### To do
In full and without deviation, reproduce the records that follow.

### Information given
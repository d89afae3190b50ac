//! `out`, `more` and `change` commands on a user's active session.

use std::sync::Arc;
use std::time::Duration;

use chrono::Utc;
use serde::Serialize;
use worktrack_core::error::CoreError;
use worktrack_core::session::{validate_extension, Session};
use worktrack_core::store::SessionStore;
use worktrack_core::types::{DbId, Timestamp};
use worktrack_core::user::{normalize_user_name, User};
use worktrack_events::{EventPublisher, SessionEvent};

use crate::completion::{CompletionCoordinator, CompletionOutcome};
use crate::deadline::{bounded, detached, elapsed, settle_later, Settled};
use crate::ports::ExpirationScheduler;

/// Attempts at the planned-end compare-and-set before giving up.
const MAX_EXTEND_ATTEMPTS: usize = 5;

const EXTEND_OP: &str = "update_session_planned_end";
const LABEL_OP: &str = "update_session_work_name";

#[derive(Debug, Clone, PartialEq, Eq, Serialize)]
pub struct OutOutcome {
    pub session_id: DbId,
    pub user_id: DbId,
    pub actual_end: Timestamp,
}

#[derive(Debug, Clone, PartialEq, Eq, Serialize)]
pub struct ExtendOutcome {
    pub session_id: DbId,
    pub user_id: DbId,
    pub previous_planned_end: Timestamp,
    pub planned_end: Timestamp,
}

#[derive(Debug, Clone, PartialEq, Eq, Serialize)]
pub struct ChangeLabelOutcome {
    pub session_id: DbId,
    pub user_id: DbId,
    pub work_name: String,
}

pub struct CommandCoordinator {
    store: Arc<dyn SessionStore>,
    completion: Arc<CompletionCoordinator>,
    scheduler: Arc<dyn ExpirationScheduler>,
    publisher: Arc<dyn EventPublisher>,
    storage_timeout: Duration,
}

impl CommandCoordinator {
    pub fn new(
        store: Arc<dyn SessionStore>,
        completion: Arc<CompletionCoordinator>,
        scheduler: Arc<dyn ExpirationScheduler>,
        publisher: Arc<dyn EventPublisher>,
        storage_timeout: Duration,
    ) -> Self {
        Self {
            store,
            completion,
            scheduler,
            publisher,
            storage_timeout,
        }
    }

    /// End the user's active session now.
    ///
    /// If an expiration timer wins the race, the session's recorded end is
    /// returned and no second `session_end` is published.
    pub async fn out(&self, user_name: &str) -> Result<OutOutcome, CoreError> {
        let (user, session) = self.load_active(user_name).await?;
        let session_id = session.id;

        let actual_end = match self.completion.complete(session, user.id).await? {
            CompletionOutcome::Applied { actual_end } => actual_end,
            CompletionOutcome::AlreadyCompleted => {
                let current = bounded(
                    self.storage_timeout,
                    "find_session_by_id",
                    self.store.find_session_by_id(session_id),
                )
                .await?;
                let actual_end = current.and_then(|s| s.actual_end).ok_or_else(|| {
                    CoreError::StorageUnavailable(format!(
                        "session {session_id} reported completed without an end time"
                    ))
                })?;
                tracing::info!(session_id, user_id = user.id, "Out raced with expiration");
                actual_end
            }
        };

        Ok(OutOutcome {
            session_id,
            user_id: user.id,
            actual_end,
        })
    }

    /// Push the active session's planned end forward by `minutes`.
    ///
    /// The store update is a compare-and-set on the planned end that was
    /// read, so concurrent extensions add up instead of overwriting each other.
    pub async fn extend(&self, user_name: &str, minutes: i64) -> Result<ExtendOutcome, CoreError> {
        validate_extension(minutes)?;
        let user = self.load_user(user_name).await?;

        for attempt in 1..=MAX_EXTEND_ATTEMPTS {
            let mut session = self.load_active_for(&user).await?;
            let previous_planned_end = session.planned_end;
            let planned_end = session.extend(minutes, Utc::now())?;

            let store = Arc::clone(&self.store);
            let session_id = session.id;
            let write = async move {
                store
                    .update_session_planned_end(session_id, previous_planned_end, planned_end)
                    .await
            };
            let effects = Extension {
                scheduler: Arc::clone(&self.scheduler),
                publisher: Arc::clone(&self.publisher),
                session_id,
                user_id: user.id,
                minutes,
                planned_end,
            };

            let applied = match detached(self.storage_timeout, EXTEND_OP, write).await {
                Settled::Done(applied) => applied?,
                Settled::Pending(handle) => {
                    settle_later(EXTEND_OP, handle, move |applied| {
                        if applied {
                            effects.apply();
                        }
                    });
                    return Err(elapsed(self.storage_timeout, EXTEND_OP).into());
                }
            };

            if applied {
                effects.apply();
                return Ok(ExtendOutcome {
                    session_id,
                    user_id: user.id,
                    previous_planned_end,
                    planned_end,
                });
            }

            tracing::debug!(session_id = session.id, attempt, "Planned end moved, retrying extension");
        }

        Err(CoreError::StorageConflict(format!(
            "planned end for {} kept changing",
            user.name
        )))
    }

    /// Replace the active session's work label. Empty labels are allowed.
    pub async fn change_label(
        &self,
        user_name: &str,
        work_name: &str,
    ) -> Result<ChangeLabelOutcome, CoreError> {
        let (user, mut session) = self.load_active(user_name).await?;
        session.change_work_name(work_name, Utc::now())?;

        let store = Arc::clone(&self.store);
        let session_id = session.id;
        let label = session.work_name.clone();
        let write = async move { store.update_session_work_name(session_id, &label).await };
        let effects = LabelChange {
            publisher: Arc::clone(&self.publisher),
            session_id,
            user_id: user.id,
            work_name: session.work_name.clone(),
        };

        let applied = match detached(self.storage_timeout, LABEL_OP, write).await {
            Settled::Done(applied) => applied?,
            Settled::Pending(handle) => {
                settle_later(LABEL_OP, handle, move |applied| {
                    if applied {
                        effects.apply();
                    }
                });
                return Err(elapsed(self.storage_timeout, LABEL_OP).into());
            }
        };
        if !applied {
            // Completed between the read and the write.
            return Err(CoreError::SessionNotFound { user_id: user.id });
        }
        effects.apply();

        Ok(ChangeLabelOutcome {
            session_id: session.id,
            user_id: user.id,
            work_name: session.work_name,
        })
    }

    async fn load_user(&self, user_name: &str) -> Result<User, CoreError> {
        let name = normalize_user_name(user_name)?;
        bounded(
            self.storage_timeout,
            "find_user_by_name",
            self.store.find_user_by_name(&name),
        )
        .await?
        .ok_or(CoreError::UserNotFound(name))
    }

    async fn load_active_for(&self, user: &User) -> Result<Session, CoreError> {
        bounded(
            self.storage_timeout,
            "find_active_session_by_user",
            self.store.find_active_session_by_user(user.id),
        )
        .await?
        .ok_or(CoreError::SessionNotFound { user_id: user.id })
    }

    async fn load_active(&self, user_name: &str) -> Result<(User, Session), CoreError> {
        let user = self.load_user(user_name).await?;
        let session = self.load_active_for(&user).await?;
        Ok((user, session))
    }
}

/// Follow-up of an applied planned-end update.
struct Extension {
    scheduler: Arc<dyn ExpirationScheduler>,
    publisher: Arc<dyn EventPublisher>,
    session_id: DbId,
    user_id: DbId,
    minutes: i64,
    planned_end: Timestamp,
}

impl Extension {
    fn apply(self) {
        self.scheduler
            .reschedule(self.session_id, self.user_id, self.planned_end);
        self.publisher.publish(SessionEvent::Extended {
            id: self.session_id,
            user_id: self.user_id,
            new_planned_end: self.planned_end,
        });
        tracing::info!(
            session_id = self.session_id,
            user_id = self.user_id,
            minutes = self.minutes,
            planned_end = %self.planned_end,
            "Session extended"
        );
    }
}

/// Follow-up of an applied work-name update.
struct LabelChange {
    publisher: Arc<dyn EventPublisher>,
    session_id: DbId,
    user_id: DbId,
    work_name: String,
}

impl LabelChange {
    fn apply(self) {
        tracing::info!(session_id = self.session_id, user_id = self.user_id, "Work name changed");
        self.publisher.publish(SessionEvent::LabelChanged {
            id: self.session_id,
            user_id: self.user_id,
            work_name: self.work_name,
        });
    }
}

### Response to this exercise
repository d89afae3190b50ac
//! `out`, `more` and `change` commands on a user's active session.

use std::sync::Arc;
use std::time::Duration;

use chrono::Utc;
use serde::Serialize;
use worktrack_core::error::CoreError;
use worktrack_core::session::{validate_extension, Session};
use worktrack_core::store::SessionStore;
use worktrack_core::types::{DbId, Timestamp};
use worktrack_core::user::{normalize_user_name, User};
use worktrack_events::{EventPublisher, SessionEvent};

use crate::completion::{CompletionCoordinator, CompletionOutcome};
use crate::deadline::{bounded, detached, elapsed, settle_later, Settled};
use crate::ports::ExpirationScheduler;

/// Attempts at the planned-end compare-and-set before giving up.
const MAX_EXTEND_ATTEMPTS: usize = 5;

const EXTEND_OP: &str = "update_session_planned_end";
const LABEL_OP: &str = "update_session_work_name";

#[derive(Debug, Clone, PartialEq, Eq, Serialize)]
pub struct OutOutcome {
    pub session_id: DbId,
    pub user_id: DbId,
    pub actual_end: Timestamp,
}

#[derive(Debug, Clone, PartialEq, Eq, Serialize)]
pub struct ExtendOutcome {
    pub session_id: DbId,
    pub user_id: DbId,
    pub previous_planned_end: Timestamp,
    pub planned_end: Timestamp,
}

#[derive(Debug, Clone, PartialEq, Eq, Serialize)]
pub struct ChangeLabelOutcome {
    pub session_id: DbId,
    pub user_id: DbId,
    pub work_name: String,
}

pub struct CommandCoordinator {
    store: Arc<dyn SessionStore>,
    completion: Arc<CompletionCoordinator>,
    scheduler: Arc<dyn ExpirationScheduler>,
    publisher: Arc<dyn EventPublisher>,
    storage_timeout: Duration,
}

impl CommandCoordinator {
    pub fn new(
        store: Arc<dyn SessionStore>,
        completion: Arc<CompletionCoordinator>,
        scheduler: Arc<dyn ExpirationScheduler>,
        publisher: Arc<dyn EventPublisher>,
        storage_timeout: Duration,
    ) -> Self {
        Self {
            store,
            completion,
            scheduler,
            publisher,
            storage_timeout,
        }
    }

    /// End the user's active session now.
    ///
    /// If an expiration timer wins the race, the session's recorded end is
    /// returned and no second `session_end` is published.
    pub async fn out(&self, user_name: &str) -> Result<OutOutcome, CoreError> {
        let (user, session) = self.load_active(user_name).await?;
        let session_id = session.id;

        let actual_end = match self.completion.complete(session, user.id).await? {
            CompletionOutcome::Applied { actual_end } => actual_end,
            CompletionOutcome::AlreadyCompleted => {
                let current = bounded(
                    self.storage_timeout,
                    "find_session_by_id",
                    self.store.find_session_by_id(session_id),
                )
                .await?;
                let actual_end = current.and_then(|s| s.actual_end).ok_or_else(|| {
                    CoreError::StorageUnavailable(format!(
                        "session {session_id} reported completed without an end time"
                    ))
                })?;
                tracing::info!(session_id, user_id = user.id, "Out raced with expiration");
                actual_end
            }
        };

        Ok(OutOutcome {
            session_id,
            user_id: user.id,
            actual_end,
        })
    }

    /// Push the active session's planned end forward by `minutes`.
    ///
    /// The store update is a compare-and-set on the planned end that was
    /// read, so concurrent extensions add up instead of overwriting each other.
    pub async fn extend(&self, user_name: &str, minutes: i64) -> Result<ExtendOutcome, CoreError> {
        validate_extension(minutes)?;
        let user = self.load_user(user_name).await?;

        for attempt in 1..=MAX_EXTEND_ATTEMPTS {
            let mut session = self.load_active_for(&user).await?;
            let previous_planned_end = session.planned_end;
            let planned_end = session.extend(minutes, Utc::now())?;

            let store = Arc::clone(&self.store);
            let session_id = session.id;
            let write = async move {
                store
                    .update_session_planned_end(session_id, previous_planned_end, planned_end)
                    .await
            };
            let effects = Extension {
                scheduler: Arc::clone(&self.scheduler),
                publisher: Arc::clone(&self.publisher),
                session_id,
                user_id: user.id,
                minutes,
                planned_end,
            };

            let applied = match detached(self.storage_timeout, EXTEND_OP, write).await {
                Settled::Done(applied) => applied?,
                Settled::Pending(handle) => {
                    settle_later(EXTEND_OP, handle, move |applied| {
                        if applied {
                            effects.apply();
                        }
                    });
                    return Err(elapsed(self.storage_timeout, EXTEND_OP).into());
                }
            };

            if applied {
                effects.apply();
                return Ok(ExtendOutcome {
                    session_id,
                    user_id: user.id,
                    previous_planned_end,
                    planned_end,
                });
            }

            tracing::debug!(session_id = session.id, attempt, "Planned end moved, retrying extension");
        }

        Err(CoreError::StorageConflict(format!(
            "planned end for {} kept changing",
            user.name
        )))
    }

    /// Replace the active session's work label. Empty labels are allowed.
    pub async fn change_label(
        &self,
        user_name: &str,
        work_name: &str,
    ) -> Result<ChangeLabelOutcome, CoreError> {
        let (user, mut session) = self.load_active(user_name).await?;
        session.change_work_name(work_name, Utc::now())?;

        let store = Arc::clone(&self.store);
        let session_id = session.id;
        let label = session.work_name.clone();
        let write = async move { store.update_session_work_name(session_id, &label).await };
        let effects = LabelChange {
            publisher: Arc::clone(&self.publisher),
            session_id,
            user_id: user.id,
            work_name: session.work_name.clone(),
        };

        let applied = match detached(self.storage_timeout, LABEL_OP, write).await {
            Settled::Done(applied) => applied?,
            Settled::Pending(handle) => {
                settle_later(LABEL_OP, handle, move |applied| {
                    if applied {
                        effects.apply();
                    }
                });
                return Err(elapsed(self.storage_timeout, LABEL_OP).into());
            }
        };
        if !applied {
            // Completed between the read and the write.
            return Err(CoreError::SessionNotFound { user_id: user.id });
        }
        effects.apply();

        Ok(ChangeLabelOutcome {
            session_id: session.id,
            user_id: user.id,
            work_name: session.work_name,
        })
    }

    async fn load_user(&self, user_name: &str) -> Result<User, CoreError> {
        let name = normalize_user_name(user_name)?;
        bounded(
            self.storage_timeout,
            "find_user_by_name",
            self.store.find_user_by_name(&name),
        )
        .await?
        .ok_or(CoreError::UserNotFound(name))
    }

    async fn load_active_for(&self, user: &User) -> Result<Session, CoreError> {
        bounded(
            self.storage_timeout,
            "find_active_session_by_user",
            self.store.find_active_session_by_user(user.id),
        )
        .await?
        .ok_or(CoreError::SessionNotFound { user_id: user.id })
    }

    async fn load_active(&self, user_name: &str) -> Result<(User, Session), CoreError> {
        let user = self.load_user(user_name).await?;
        let session = self.load_active_for(&user).await?;
        Ok((user, session))
    }
}

/// Follow-up of an applied planned-end update.
struct Extension {
    scheduler: Arc<dyn ExpirationScheduler>,
    publisher: Arc<dyn EventPublisher>,
    session_id: DbId,
    user_id: DbId,
    minutes: i64,
    planned_end: Timestamp,
}

impl Extension {
    fn apply(self) {
        self.scheduler
            .reschedule(self.session_id, self.user_id, self.planned_end);
        self.publisher.publish(SessionEvent::Extended {
            id: self.session_id,
            user_id: self.user_id,
            new_planned_end: self.planned_end,
        });
        tracing::info!(
            session_id = self.session_id,
            user_id = self.user_id,
            minutes = self.minutes,
            planned_end = %self.planned_end,
            "Session extended"
        );
    }
}

/// Follow-up of an applied work-name update.
struct LabelChange {
    publisher: Arc<dyn EventPublisher>,
    session_id: DbId,
    user_id: DbId,
    work_name: String,
}

impl LabelChange {
    fn apply(self) {
        tracing::info!(session_id = self.session_id, user_id = self.user_id, "Work name changed");
        self.publisher.publish(SessionEvent::LabelChanged {
            id: self.session_id,
            user_id: self.user_id,
            work_name: self.work_name,
        });
    }
}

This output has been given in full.